How I wish I would have asked more questions! But I was young with my own life ahead of me, and had little, if any, interest in something that didn’t directly affect me.

Now I regret that selfish attitude. I realize my roots are as important as my wings. I have plenty of questions now. Where was he stationed? What was his Army job? I know he’d attained the rank of sergeant but little else. I may never know this side of eternity. My parents, and that generation of relatives who could have given me answers, are all gone now.

I wrote to the Veteran’s Administration for my dad’s service records, but unfortunately a fire destroyed them. I researched “Attu” online and learned that had the Japanese won that historic battle on the westernmost Aleutian island, we may well have fought World War II on continental American soil. I sent for the DVD of the PBS documentary, Red, White, Black, and Blue, “a wrenching look at a forgotten battle.”

But I’d rather have the story from my father’s point of view. It would mean so much more to me.

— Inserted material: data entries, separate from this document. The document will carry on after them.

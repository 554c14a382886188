// SPDX-License-Identifier: PMPL-1.0-or-later
// Copyright (c) 2026 Jonathan D.A. Jewell (hyperpolymath) <jonathan.jewell@open.ac.uk>
//
// Audit-pack assembly.
//
// A pack is only ever built from a token whose imprint equals the
// fingerprint of the document bytes presented at build time. The token is
// re-parsed from its DER here rather than trusting the caller's parse.

use chrono::{DateTime, Utc};
use notarium_core::error::{NotariumError, Result};
use notarium_core::types::{ChecklistEntry, DocumentVersion, Fingerprint};
use notarium_security::integrity::{digest, digest_of};
use notarium_timestamp::codec::parse_token;
use notarium_timestamp::token::TimestampToken;
use serde::{Deserialize, Serialize};
use tracing::{info, instrument};

/// Immutable evidence bundle for one document version.
#[derive(Debug, Clone, PartialEq, Eq, Serialize, Deserialize)]
pub struct AuditPack {
    document_version: DocumentVersion,
    document_fingerprint: Fingerprint,
    checklist_entries: Vec<ChecklistEntry>,
    timestamp_token: TimestampToken,
    built_at: DateTime<Utc>,
}

/// Everything the pack fingerprint covers (all fields but `built_at`).
#[derive(Serialize)]
struct FingerprintedFields<'a> {
    document_version: &'a DocumentVersion,
    document_fingerprint: &'a Fingerprint,
    checklist_entries: &'a [ChecklistEntry],
    timestamp_token: &'a TimestampToken,
}

impl AuditPack {
    pub fn document_version(&self) -> &DocumentVersion {
        &self.document_version
    }

    pub fn document_fingerprint(&self) -> &Fingerprint {
        &self.document_fingerprint
    }

    pub fn checklist_entries(&self) -> &[ChecklistEntry] {
        &self.checklist_entries
    }

    pub fn timestamp_token(&self) -> &TimestampToken {
        &self.timestamp_token
    }

    pub fn built_at(&self) -> DateTime<Utc> {
        self.built_at
    }

    /// Canonical fingerprint of the pack's content.
    ///
    /// Two builds from the same inputs share a fingerprint even when built
    /// at different times.
    pub fn fingerprint(&self) -> Result<Fingerprint> {
        digest_of(&FingerprintedFields {
            document_version: &self.document_version,
            document_fingerprint: &self.document_fingerprint,
            checklist_entries: &self.checklist_entries,
            timestamp_token: &self.timestamp_token,
        })
    }

    pub fn verify_fingerprint(&self, expected: &Fingerprint) -> Result<()> {
        let actual = self.fingerprint()?;
        if &actual == expected {
            Ok(())
        } else {
            Err(NotariumError::IntegrityMismatch {
                expected: expected.to_hex(),
                actual: actual.to_hex(),
            })
        }
    }

    pub fn to_json(&self) -> Result<String> {
        Ok(serde_json::to_string_pretty(self)?)
    }

    /// Parse a pack and re-check that its token attests its document
    /// fingerprint.
    pub fn from_json(json: &str) -> Result<Self> {
        let pack: Self = serde_json::from_str(json)?;
        check_binding(pack.timestamp_token.imprint(), &pack.document_fingerprint)?;
        Ok(pack)
    }
}

fn check_binding(attested: &Fingerprint, document: &Fingerprint) -> Result<()> {
    if attested == document {
        Ok(())
    } else {
        Err(NotariumError::IntegrityMismatch {
            expected: attested.to_hex(),
            actual: document.to_hex(),
        })
    }
}

/// Assembles [`AuditPack`]s.
#[derive(Debug, Clone, Default)]
pub struct AuditPackBuilder {
    built_at: Option<DateTime<Utc>>,
}

impl AuditPackBuilder {
    pub fn new() -> Self {
        Self::default()
    }

    /// Pin the build time instead of reading the clock.
    pub fn at(mut self, built_at: DateTime<Utc>) -> Self {
        self.built_at = Some(built_at);
        self
    }

    /// Build a pack, failing with `IntegrityMismatch` if `token` does not
    /// attest the fingerprint of `document`.
    ///
    /// Entry order is preserved.
    #[instrument(skip_all, fields(version = %version, entries = entries.len()))]
    pub fn build(
        &self,
        version: DocumentVersion,
        document: &[u8],
        entries: Vec<ChecklistEntry>,
        token: &TimestampToken,
    ) -> Result<AuditPack> {
        let document_fingerprint = digest(document);
        let reparsed = parse_token(token.as_der())?;
        check_binding(reparsed.imprint(), &document_fingerprint)?;

        let pack = AuditPack {
            document_version: version,
            document_fingerprint,
            checklist_entries: entries,
            timestamp_token: reparsed,
            built_at: self.built_at.unwrap_or_else(Utc::now),
        };
        info!(
            fingerprint = %document_fingerprint,
            serial = pack.timestamp_token.serial(),
            "audit pack built"
        );
        Ok(pack)
    }
}
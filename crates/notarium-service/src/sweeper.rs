// SPDX-License-Identifier: PMPL-1.0-or-later
// Copyright (c) 2026 Jonathan D.A. Jewell (hyperpolymath) <jonathan.jewell@open.ac.uk>
//
// Background expiry of idempotency entries.

use std::time::Duration;

use notarium_security::idempotency::IdempotencyStore;
use tokio::task::JoinHandle;
use tokio::time::MissedTickBehavior;
use tokio_util::sync::CancellationToken;
use tracing::info;

/// Spawn a task that calls [`IdempotencyStore::cleanup`] every `every`
/// until `cancel` fires. The task resolves to the total number of entries
/// it removed.
pub fn spawn_sweeper<R>(
    store: IdempotencyStore<R>,
    every: Duration,
    cancel: CancellationToken,
) -> JoinHandle<usize>
where
    R: Clone + Send + Sync + 'static,
{
    tokio::spawn(async move {
        let mut ticker = tokio::time::interval(every);
        ticker.set_missed_tick_behavior(MissedTickBehavior::Delay);
        // The first tick completes immediately.
        ticker.tick().await;

        let mut removed_total = 0;
        loop {
            tokio::select! {
                biased;
                _ = cancel.cancelled() => break,
                _ = ticker.tick() => {
                    removed_total += store.cleanup();
                }
            }
        }
        info!(removed_total, "idempotency sweeper stopped");
        removed_total
    })
}

#[cfg(test)]
mod tests {
    use notarium_core::types::Fingerprint;

    use super::*;

    fn fp(byte: u8) -> Fingerprint {
        Fingerprint::from_bytes([byte; 32])
    }

    #[tokio::test(start_paused = true)]
    async fn removes_expired_entries_until_cancelled() {
        let store: IdempotencyStore<String> = IdempotencyStore::new(Duration::from_millis(1));
        store.set("a", fp(1), "one".into()).unwrap();
        store.set("b", fp(2), "two".into()).unwrap();
        // Expiry is judged against the wall clock.
        std::thread::sleep(Duration::from_millis(5));

        let cancel = CancellationToken::new();
        let handle = spawn_sweeper(store.clone(), Duration::from_secs(60), cancel.clone());

        tokio::time::sleep(Duration::from_secs(61)).await;
        assert_eq!(store.size(), 0);

        cancel.cancel();
        assert_eq!(handle.await.unwrap(), 2);
    }

    #[tokio::test(start_paused = true)]
    async fn keeps_live_entries() {
        let store: IdempotencyStore<String> = IdempotencyStore::new(Duration::from_secs(3600));
        store.set("a", fp(1), "one".into()).unwrap();

        let cancel = CancellationToken::new();
        let handle = spawn_sweeper(store.clone(), Duration::from_secs(1), cancel.clone());
        tokio::time::sleep(Duration::from_secs(5)).await;
        cancel.cancel();

        assert_eq!(handle.await.unwrap(), 0);
        assert_eq!(store.size(), 1);
    }
}
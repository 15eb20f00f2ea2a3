//! The derivation engine: pure functions from a persisted-task snapshot plus
//! explicit view state to the materialized views the presentation layer
//! renders. No I/O, no clock reads, no mutation of the input snapshot.

mod analytics;
mod list;
mod today;

pub use analytics::{
    analytics_report, category_histogram, filter_tasks, priority_histogram, seven_day_trend,
    status_split, summary,
};
pub use list::{list_counts, task_list_view};
pub use today::{today_overview, TODAY_PREVIEW_LIMIT};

So every year, in memory of my father, I “buy” a poppy and entwine it on my purse. When I had my grandchildren with me, I’d get one for them, too.

“My daddy—your great-grandfather—always got me a poppy,” I’d say. “Do you know where the idea for poppies came from?”

Then I tell them about the poem written by Lt. Col. John McCrae in 1915, during World War I: “In Flanders Fields the poppies blow Between the crosses row on row.”

I tell them about Moina Michael, who, in response to McCrae’s poem, went out and bought a bouquet of poppies and distributed them, asking that they be worn in tribute to the fallen. Donations were given to servicemen in need.

If I still have their attention—and I make sure I do—I recite the verse she penned:

“We cherish, too, the poppy red

That grows on fields where valor led,

It seems to signal to the skies

That blood of heroes never dies,

But lends a luster to the red

Of the flower that blooms above the dead in Flanders Field.”

“And today,” I say, concluding the brief history lesson, “red poppies are made by disabled veterans in hospitals, with the donations going to support a variety of veterans’ organizations.”

And then I give them each a poppy.

Let not loyalty and faithfulness forsake you; bind them about your neck, write them on the tablet of your heart. –Proverbs 3:3 

Father, let the poppy also remind us of the sacrifice Your Son made for our eternal freedom. Amen.